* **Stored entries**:
——

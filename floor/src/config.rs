use crate::types::TraderSpec;
use anyhow::{bail, Context, Result};
use rust_decimal::Decimal;
use std::str::FromStr;

/// Default roster, matching the simulation's four stock traders.
/// Override with TRADERS="Name:Lastname:Model;..." in the environment.
const DEFAULT_TRADERS: &[(&str, &str, &str)] = &[
    ("Warren", "Patience", "GPT 4o Mini"),
    ("George", "Bold", "DeepSeek V3"),
    ("Ray", "Systematic", "Gemini 2.0 Flash"),
    ("Cathie", "Crypto", "Grok 3 Mini"),
];

#[derive(Debug, Clone)]
pub struct Config {
    pub db_path: String,
    pub dashboard_port: u16,
    pub export_dir: String,
    /// Command that runs one agent's trading round, whitespace-split.
    /// The agent name and `--once` are appended per invocation.
    pub engine_cmd: String,
    pub run_even_when_closed: bool,
    pub polygon_api_key: String,
    /// Starting grant per account, the P&L baseline when the snapshot
    /// does not carry its own.
    pub initial_balance: Decimal,
    /// How many log lines each card's tail shows.
    pub log_tail: usize,
    pub traders: Vec<TraderSpec>,
}

impl Config {
    /// Load config from a specific .env file, or the default `.env` if None.
    pub fn from_env_file(path: Option<&str>) -> Result<Self> {
        match path {
            Some(p) => {
                dotenvy::from_filename(p).ok();
            }
            None => {
                dotenvy::dotenv().ok();
            }
        }
        Self::build_from_env()
    }

    pub fn from_env() -> Result<Self> {
        dotenvy::dotenv().ok();
        Self::build_from_env()
    }

    fn build_from_env() -> Result<Self> {
        let traders = match std::env::var("TRADERS") {
            Ok(raw) => parse_traders(&raw)?,
            Err(_) => DEFAULT_TRADERS
                .iter()
                .map(|(n, l, m)| TraderSpec::new(n, l, m))
                .collect(),
        };

        Ok(Self {
            db_path: env("DB_PATH", "trading_floor.db"),
            dashboard_port: env("DASHBOARD_PORT", "3000").parse().unwrap_or(3000),
            export_dir: env("EXPORT_DIR", "."),
            engine_cmd: env("ENGINE_CMD", "target/release/trading-engine"),
            run_even_when_closed: env("RUN_EVEN_WHEN_MARKET_IS_CLOSED", "false")
                .trim()
                .to_lowercase()
                == "true",
            polygon_api_key: env("POLYGON_API_KEY", ""),
            initial_balance: env_decimal("INITIAL_BALANCE", "10000")?,
            log_tail: env("LOG_TAIL", "13").parse().unwrap_or(13),
            traders,
        })
    }
}

/// Parse `Name:Lastname:Model;Name:Lastname:Model;...`
fn parse_traders(raw: &str) -> Result<Vec<TraderSpec>> {
    let mut specs = Vec::new();
    for part in raw.split(';').filter(|p| !p.trim().is_empty()) {
        let fields: Vec<&str> = part.splitn(3, ':').map(str::trim).collect();
        match fields.as_slice() {
            [name, lastname, model] if !name.is_empty() => {
                specs.push(TraderSpec::new(name, lastname, model));
            }
            _ => bail!("Invalid TRADERS entry: {part:?} (expected Name:Lastname:Model)"),
        }
    }
    if specs.is_empty() {
        bail!("TRADERS was set but contained no traders");
    }
    Ok(specs)
}

fn env(key: &str, default: &str) -> String {
    std::env::var(key).unwrap_or_else(|_| default.to_string())
}

fn env_decimal(key: &str, default: &str) -> Result<Decimal> {
    let val = env(key, default);
    Decimal::from_str(&val).with_context(|| format!("Invalid decimal for {key}: {val}"))
}

#[cfg(test)]
mod tests {
    use super::*;

    #[test]
    fn parses_roster_entries() {
        let specs = parse_traders("Warren:Patience:GPT 4o Mini;Ray:Systematic:Gemini 2.0 Flash")
            .unwrap();
        assert_eq!(specs.len(), 2);
        assert_eq!(specs[0].name, "Warren");
        assert_eq!(specs[1].model, "Gemini 2.0 Flash");
    }

    #[test]
    fn rejects_malformed_roster() {
        assert!(parse_traders("just-a-name").is_err());
        assert!(parse_traders(";;").is_err());
    }
}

——

Nothing in the records above may be left out; repeat them exactly.

filename floor/src/config.rs
use crate::types::TraderSpec;
use anyhow::{bail, Context, Result};
use rust_decimal::Decimal;
use std::str::FromStr;

/// Default roster, matching the simulation's four stock traders.
/// Override with TRADERS="Name:Lastname:Model;..." in the environment.
const DEFAULT_TRADERS: &[(&str, &str, &str)] = &[
    ("Warren", "Patience", "GPT 4o Mini"),
    ("George", "Bold", "DeepSeek V3"),
    ("Ray", "Systematic", "Gemini 2.0 Flash"),
    ("Cathie", "Crypto", "Grok 3 Mini"),
];

#[derive(Debug, Clone)]
pub struct Config {
    pub db_path: String,
    pub dashboard_port: u16,
    pub export_dir: String,
    /// Command that runs one agent's trading round, whitespace-split.
    /// The agent name and `--once` are appended per invocation.
    pub engine_cmd: String,
    pub run_even_when_closed: bool,
    pub polygon_api_key: String,
    /// Starting grant per account, the P&L baseline when the snapshot
    /// does not carry its own.
    pub initial_balance: Decimal,
    /// How many log lines each card's tail shows.
    pub log_tail: usize,
    pub traders: Vec<TraderSpec>,
}

impl Config {
    /// Load config from a specific .env file, or the default `.env` if None.
    pub fn from_env_file(path: Option<&str>) -> Result<Self> {
        match path {
            Some(p) => {
                dotenvy::from_filename(p).ok();
            }
            None => {
                dotenvy::dotenv().ok();
            }
        }
        Self::build_from_env()
    }

    pub fn from_env() -> Result<Self> {
        dotenvy::dotenv().ok();
        Self::build_from_env()
    }

    fn build_from_env() -> Result<Self> {
        let traders = match std::env::var("TRADERS") {
            Ok(raw) => parse_traders(&raw)?,
            Err(_) => DEFAULT_TRADERS
                .iter()
                .map(|(n, l, m)| TraderSpec::new(n, l, m))
                .collect(),
        };

        Ok(Self {
            db_path: env("DB_PATH", "trading_floor.db"),
            dashboard_port: env("DASHBOARD_PORT", "3000").parse().unwrap_or(3000),
            export_dir: env("EXPORT_DIR", "."),
            engine_cmd: env("ENGINE_CMD", "target/release/trading-engine"),
            run_even_when_closed: env("RUN_EVEN_WHEN_MARKET_IS_CLOSED", "false")
                .trim()
                .to_lowercase()
                == "true",
            polygon_api_key: env("POLYGON_API_KEY", ""),
            initial_balance: env_decimal("INITIAL_BALANCE", "10000")?,
            log_tail: env("LOG_TAIL", "13").parse().unwrap_or(13),
            traders,
        })
    }
}

/// Parse `Name:Lastname:Model;Name:Lastname:Model;...`
fn parse_traders(raw: &str) -> Result<Vec<TraderSpec>> {
    let mut specs = Vec::new();
    for part in raw.split(';').filter(|p| !p.trim().is_empty()) {
        let fields: Vec<&str> = part.splitn(3, ':').map(str::trim).collect();
        match fields.as_slice() {
            [name, lastname, model] if !name.is_empty() => {
                specs.push(TraderSpec::new(name, lastname, model));
            }
            _ => bail!("Invalid TRADERS entry: {part:?} (expected Name:Lastname:Model)"),
        }
    }
    if specs.is_empty() {
        bail!("TRADERS was set but contained no traders");
    }
    Ok(specs)
}

fn env(key: &str, default: &str) -> String {
    std::env::var(key).unwrap_or_else(|_| default.to_string())
}

fn env_decimal(key: &str, default: &str) -> Result<Decimal> {
    let val = env(key, default);
    Decimal::from_str(&val).with_context(|| format!("Invalid decimal for {key}: {val}"))
}

#[cfg(test)]
mod tests {
    use super::*;

    #[test]
    fn parses_roster_entries() {
        let specs = parse_traders("Warren:Patience:GPT 4o Mini;Ray:Systematic:Gemini 2.0 Flash")
            .unwrap();
        assert_eq!(specs.len(), 2);
        assert_eq!(specs[0].name, "Warren");
        assert_eq!(specs[1].model, "Gemini 2.0 Flash");
    }

    #[test]
    fn rejects_malformed_roster() {
        assert!(parse_traders("just-a-name").is_err());
        assert!(parse_traders(";;").is_err());
    }
}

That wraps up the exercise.